Contested Landscapes: The Archaeology of Politics, Borders, and Movement

Part of: Society for American Archaeology 84th Annual Meeting, Albuquerque, NM (2019)

This collection contains the abstracts of the papers presented in the session entitled "Contested Landscapes: The Archaeology of Politics, Borders, and Movement," at the 84th annual meeting of the Society for American Archaeology.

Nearly 20 years ago, Bender, Winner and their collaborators rattled landscape studies with their book on Contested Landscapes. This formative volume emphasized the non-static, dialogic nature of landscape within a community and acknowledged that the ways that different communities construct, view, and use the landscape can lead to tensions, and even violence. It highlighted the relevance of considering movement, borders, exile, and conflict to understand how people create and reshape their own landscapes. During political conflicts, like colonization and war, people are forced to respond to new politics and hierarchies (sometimes even anarchies) as their personal and communal understanding of the world is deeply transformed through struggle; something visible even today as political tensions constantly reshape local and global landscapes.
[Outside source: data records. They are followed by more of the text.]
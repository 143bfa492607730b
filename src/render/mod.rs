//! Block-based rendering: buffers, the unit interface, the chain and the
//! scheduler that drives it.

mod buffer;
mod chain;
mod scheduler;
mod unit;

pub use buffer::{AudioBlock, AudioBuffer, BlockEvent, MidiBuffer};
pub use chain::{find_parameter, ProcessingUnitChain, ProcessingUnitSlot, UnitKind};
pub use scheduler::{process_in_place, render, EventCursor, RenderStats};
pub use unit::{Configure, Configured, ParameterInfo, ProcessSetup, ProcessingUnit, UnitError};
Perhaps more importantly, understanding the creation and contestation of landscapes in the past is essential for understanding political, economic and cultural manifestations in the present to better organize ourselves for a truly just future. This session brings together researchers whose clear political and theoretical perspectives have led them to explore how conflict laden contexts shape and reshape landscapes during different historical eras around the world.